## [BRIEF]
Among the entries that follow, count the lines with the word "TraceLayer" and report the number by itself.
++++ THE RECORDS
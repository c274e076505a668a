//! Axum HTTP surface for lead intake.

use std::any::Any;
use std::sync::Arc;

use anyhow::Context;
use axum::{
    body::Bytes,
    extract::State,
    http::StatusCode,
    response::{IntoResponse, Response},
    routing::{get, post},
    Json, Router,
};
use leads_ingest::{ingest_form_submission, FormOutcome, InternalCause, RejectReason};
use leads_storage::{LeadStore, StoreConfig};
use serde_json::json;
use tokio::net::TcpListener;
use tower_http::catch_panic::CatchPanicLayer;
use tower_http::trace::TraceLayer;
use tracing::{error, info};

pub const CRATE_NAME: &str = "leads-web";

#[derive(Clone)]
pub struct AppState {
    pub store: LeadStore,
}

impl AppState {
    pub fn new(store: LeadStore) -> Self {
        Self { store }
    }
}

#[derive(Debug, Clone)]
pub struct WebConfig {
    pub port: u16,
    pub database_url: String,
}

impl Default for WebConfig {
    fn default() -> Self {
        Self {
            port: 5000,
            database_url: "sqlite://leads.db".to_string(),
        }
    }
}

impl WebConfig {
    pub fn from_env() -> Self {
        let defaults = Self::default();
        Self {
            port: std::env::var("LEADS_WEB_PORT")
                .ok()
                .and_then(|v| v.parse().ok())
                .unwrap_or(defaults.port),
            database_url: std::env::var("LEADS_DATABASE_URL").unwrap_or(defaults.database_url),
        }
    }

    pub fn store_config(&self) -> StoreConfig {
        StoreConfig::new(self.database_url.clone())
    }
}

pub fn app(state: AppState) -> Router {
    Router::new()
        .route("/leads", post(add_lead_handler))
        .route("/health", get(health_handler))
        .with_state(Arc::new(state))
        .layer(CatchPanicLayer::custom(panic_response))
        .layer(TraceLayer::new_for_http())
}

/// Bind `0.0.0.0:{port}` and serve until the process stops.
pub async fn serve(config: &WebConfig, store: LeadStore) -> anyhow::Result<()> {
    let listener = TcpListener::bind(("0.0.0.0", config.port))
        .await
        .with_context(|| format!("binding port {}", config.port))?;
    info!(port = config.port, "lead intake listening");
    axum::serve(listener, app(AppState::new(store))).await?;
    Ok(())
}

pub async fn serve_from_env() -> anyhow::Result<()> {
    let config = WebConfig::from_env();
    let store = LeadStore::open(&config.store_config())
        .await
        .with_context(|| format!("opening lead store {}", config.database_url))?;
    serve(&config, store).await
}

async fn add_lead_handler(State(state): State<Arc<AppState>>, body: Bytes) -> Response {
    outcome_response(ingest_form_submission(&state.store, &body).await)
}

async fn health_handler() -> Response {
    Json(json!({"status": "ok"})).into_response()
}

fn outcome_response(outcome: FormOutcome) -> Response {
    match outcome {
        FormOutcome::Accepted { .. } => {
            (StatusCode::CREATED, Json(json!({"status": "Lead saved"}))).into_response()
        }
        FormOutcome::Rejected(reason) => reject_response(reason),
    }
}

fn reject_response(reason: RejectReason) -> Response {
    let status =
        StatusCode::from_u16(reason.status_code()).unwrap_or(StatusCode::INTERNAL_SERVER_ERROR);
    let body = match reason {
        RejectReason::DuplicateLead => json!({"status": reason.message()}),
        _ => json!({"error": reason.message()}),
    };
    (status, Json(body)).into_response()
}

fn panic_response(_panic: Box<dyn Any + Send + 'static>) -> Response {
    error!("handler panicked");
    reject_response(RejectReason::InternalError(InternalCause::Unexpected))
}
++++++++
## [OUTPUT]
2